Twisting Language to Defame Israel

According to journalists, foreign-policy experts, and anti-Israel propagandists, one of the great crimes committed by the Jewish state involves the so-called “settlements” of the West Bank, although there is rarely any effort to explain how Jerusalem suburbs hurt Palestinians or obstruct peace negotiations. Stephen Flatow presents a case study in how the media make innocuous construction projects seem like vicious land grabs, using a recent New York Times article about the government’s approval of construction of housing for some 3,000 families:

[B]uilding some apartments within [West Bank] towns doesn’t sound too ominous.
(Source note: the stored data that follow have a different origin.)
impl Pipeline {
    pub fn new(
        danawa: DanawaClient,
        reddit: RedditClient,
        persistence: Persistence,
        risk: RiskConfig,
        weights: sentiment::Weights,
        sentiment_window_days: i64,
    ) -> Self {
        Self {
            danawa,
            reddit,
            persistence,
            risk,
            weights,
            sentiment_window_days,
            running: Mutex::new(()),
        }
    }

    pub async fn run_price_only(&self, cancel: &CancellationToken) -> RunStats {
        self.run("price-only", cancel, |phases| {
            phases.price = true;
        })
        .await
    }

    pub async fn run_signals_only(&self, cancel: &CancellationToken) -> RunStats {
        self.run("signals-only", cancel, |phases| {
            phases.signals = true;
        })
        .await
    }

    pub async fn run_full(&self, cancel: &CancellationToken) -> RunStats {
        self.run("full", cancel, |phases| {
            phases.price = true;
            phases.signals = true;
            phases.analyze = true;
        })
        .await
    }

    async fn run(
        &self,
        kind: &'static str,
        cancel: &CancellationToken,
        select: impl FnOnce(&mut Phases),
    ) -> RunStats {
        let Ok(_guard) = self.running.try_lock() else {
            tracing::warn!(kind, "pipeline already running, skipping this invocation");
            return RunStats {
                success: true,
                skipped_overlapping: true,
                ..Default::default()
            };
        };
        let mut phases = Phases::default();
        select(&mut phases);

        let started = Instant::now();
        let mut stats = RunStats {
            success: true,
            ..Default::default()
        };
        tracing::info!(kind, "pipeline run starting");

        if phases.price && stats.success && !cancel.is_cancelled() {
            self.price_phase(cancel, &mut stats).await;
        }
        if phases.signals && stats.success && !cancel.is_cancelled() {
            self.signals_phase(cancel, &mut stats).await;
        }
        if phases.analyze && stats.success && !cancel.is_cancelled() {
            self.analyze_phase(cancel, &mut stats).await;
        }

        stats.duration = started.elapsed();
        let outcome = if stats.success { "ok" } else { "failed" };
        Metrics::get().runs.with_label_values(&[kind, outcome]).inc();
        tracing::info!(
            kind,
            products = stats.products_upserted,
            prices = stats.prices_inserted,
            signals = stats.signals_inserted,
            alerts = stats.alerts_inserted,
            skipped = stats.records_skipped,
            errors = stats.errors.len(),
            duration = ?stats.duration,
            success = stats.success,
            "pipeline run finished"
        );
        stats
    }

    /// Extract prices → normalize → upsert products → insert history →
    /// compute week-over-week change → insert the current observation.
    async fn price_phase(&self, cancel: &CancellationToken, stats: &mut RunStats) {
        let mut listings = std::pin::pin!(self.danawa.listings(cancel));
        while let Some(listing) = listings.next().await {
            match self.load_listing(cancel, &listing).await {
                Ok(prices) => {
                    stats.products_upserted += 1;
                    stats.prices_inserted += prices;
                }
                Err(RecordError::Skip(reason)) => {
                    tracing::warn!(name = %listing.raw_name, %reason, "skipping listing");
                    Metrics::get().skipped_records.inc();
                    stats.records_skipped += 1;
                    stats.record_error(reason);
                }
                Err(RecordError::Fatal(error)) => {
                    tracing::error!(?error, "store unavailable, aborting run");
                    stats.record_error(error);
                    stats.success = false;
                    return;
                }
                Err(RecordError::Cancelled) => return,
            }
        }
    }

    async fn load_listing(
        &self,
        cancel: &CancellationToken,
        listing: &RawListing,
    ) -> Result<usize, RecordError> {
        let identity = normalize::normalize(&listing.raw_name)
            .map_err(|err| RecordError::Skip(err.to_string()))?;
        let product_id = self.persistence.upsert_product(cancel, &identity).await?;

        // Load the scraped history first so the change window below already
        // sees it.
        let mut inserted = 0;
        for point in &listing.history {
            self.persistence
                .insert_price(
                    cancel,
                    &PriceLog {
                        sku_id: product_id,
                        price: point.price.clone(),
                        source: listing.source.clone(),
                        source_url: listing.source_url.clone(),
                        recorded_at: point.recorded_at,
                        price_change_pct: None,
                    },
                )
                .await?;
            inserted += 1;
        }

        let (from, to) = price::window(listing.recorded_at);
        let window: Vec<BigDecimal> = self
            .persistence
            .historical_prices(cancel, product_id, from, to)
            .await?
            .into_iter()
            .map(|log| log.price)
            .collect();
        let price_change_pct = match price::change_pct(&window, &listing.price) {
            Ok(Some(pct)) => Some(pct),
            Ok(None) => {
                tracing::warn!(product_id, "no observations a week ago, storing null change");
                None
            }
            Err(err) => return Err(RecordError::Skip(err.to_string())),
        };
        self.persistence
            .insert_price(
                cancel,
                &PriceLog {
                    sku_id: product_id,
                    price: listing.price.clone(),
                    source: listing.source.clone(),
                    source_url: listing.source_url.clone(),
                    recorded_at: listing.recorded_at,
                    price_change_pct,
                },
            )
            .await?;
        inserted += 1;
        Ok(inserted)
    }

    /// Extract feeds → insert signals.
    async fn signals_phase(&self, cancel: &CancellationToken, stats: &mut RunStats) {
        let date = Utc::now().date_naive();
        for signal in self.reddit.signals(cancel, date).await {
            match self.persistence.insert_signal(cancel, &signal).await {
                Ok(()) => stats.signals_inserted += 1,
                Err(StoreError::Cancelled) => return,
                Err(error) if error.is_fatal() => {
                    tracing::error!(?error, "store unavailable, aborting run");
                    stats.record_error(error);
                    stats.success = false;
                    return;
                }
                Err(error) => {
                    tracing::warn!(post = %signal.post_url, ?error, "skipping signal");
                    Metrics::get().skipped_records.inc();
                    stats.records_skipped += 1;
                    stats.record_error(error);
                }
            }
        }
    }

    /// Sentiment over the last week plus the risk index for every product the
    /// store knows about.
    async fn analyze_phase(&self, cancel: &CancellationToken, stats: &mut RunStats) {
        let now = Utc::now();
        let today = now.date_naive();
        let from = today - Duration::days(self.sentiment_window_days);
        let counts = match self.persistence.keyword_counts(cancel, from, today).await {
            Ok(counts) => counts,
            Err(StoreError::Cancelled) => return,
            Err(error) => {
                self.phase_failure(stats, error);
                return;
            }
        };
        if counts.is_empty() {
            tracing::warn!("no signals in the window, skipping risk analysis");
            return;
        }
        let sentiment_score = sentiment::score(&counts, &self.weights);
        let new_release_mentions = counts
            .iter()
            .find(|(keyword, _)| keyword == Keyword::NewRelease.as_str())
            .map(|(_, count)| *count)
            .unwrap_or(0);
        tracing::info!(sentiment_score, new_release_mentions, "aggregated signals");

        let products = match self.persistence.all_products(cancel).await {
            Ok(products) => products,
            Err(StoreError::Cancelled) => return,
            Err(error) => {
                self.phase_failure(stats, error);
                return;
            }
        };
        for product in products {
            if cancel.is_cancelled() {
                return;
            }
            if let Err(error) = self
                .assess_product(cancel, product.id, new_release_mentions, sentiment_score, stats)
                .await
            {
                match error {
                    RecordError::Skip(reason) => {
                        tracing::warn!(product_id = product.id, %reason, "skipping risk assessment");
                        stats.records_skipped += 1;
                        stats.record_error(reason);
                    }
                    RecordError::Fatal(error) => {
                        self.phase_failure(stats, error);
                        return;
                    }
                    RecordError::Cancelled => return,
                }
            }
        }
    }

    async fn assess_product(
        &self,
        cancel: &CancellationToken,
        product_id: i64,
        new_release_mentions: i64,
        sentiment_score: f64,
        stats: &mut RunStats,
    ) -> Result<(), RecordError> {
        let now = Utc::now();
        let Some(latest) = self.persistence.latest_price(cancel, product_id).await? else {
            tracing::warn!(product_id, "no price observations, skipping risk assessment");
            return Ok(());
        };
        let (from, to) = price::window(now);
        let window: Vec<BigDecimal> = self
            .persistence
            .historical_prices(cancel, product_id, from, to)
            .await?
            .into_iter()
            .map(|log| log.price)
            .collect();
        let Some(week_ago_avg) = price::average(&window) else {
            tracing::warn!(product_id, "no week-old history, skipping risk assessment");
            return Ok(());
        };
        let Some(current_price) = bigdecimal::ToPrimitive::to_f64(&latest.price) else {
            return Err(RecordError::Skip(format!(
                "unrepresentable price {}",
                latest.price
            )));
        };
        let inputs = risk::RiskInputs {
            current_price,
            week_ago_avg,
            new_release_mentions,
            sentiment_score,
        };
        let assessment = risk::evaluate(&self.risk, product_id, &inputs, now);
        tracing::debug!(product_id, risk = assessment.risk_index, "assessed product");
        if let Some(alert) = assessment.alert {
            self.persistence.insert_alert(cancel, &alert).await?;
            Metrics::get().alerts_fired.inc();
            stats.alerts_inserted += 1;
            tracing::warn!(
                product_id,
                risk = alert.risk_index,
                threshold = alert.threshold,
                "risk alert fired"
            );
        }
        Ok(())
    }

    fn phase_failure(&self, stats: &mut RunStats, error: StoreError) {
        if error.is_fatal() {
            tracing::error!(?error, "store unavailable, aborting run");
            stats.success = false;
        } else {
            tracing::error!(?error, "analysis phase failed");
        }
        stats.record_error(error);
    }
}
So Patrick Kingsley, the Jerusalem bureau chief of the New York Times, came up with a new, nonsensical term that makes apartments sound much more menacing than they really are: “settlement units.”

“Settlement units” is a rhetorical trick. . . . It’s a way of trying to make Israel look bad when the facts alone won’t accomplish that objective. It’s also a way of trying to energize Israel’s critics so they will immediately launch their own propaganda blasts. And sure enough, the same day that the Times published Kingsley’s huge article about “settlement units,” [the soi-disant “pro-Israel, pro-peace” lobbying group] J Street issued a press release denouncing Israel for its “plans to advance thousands of new settlement units throughout the West Bank.”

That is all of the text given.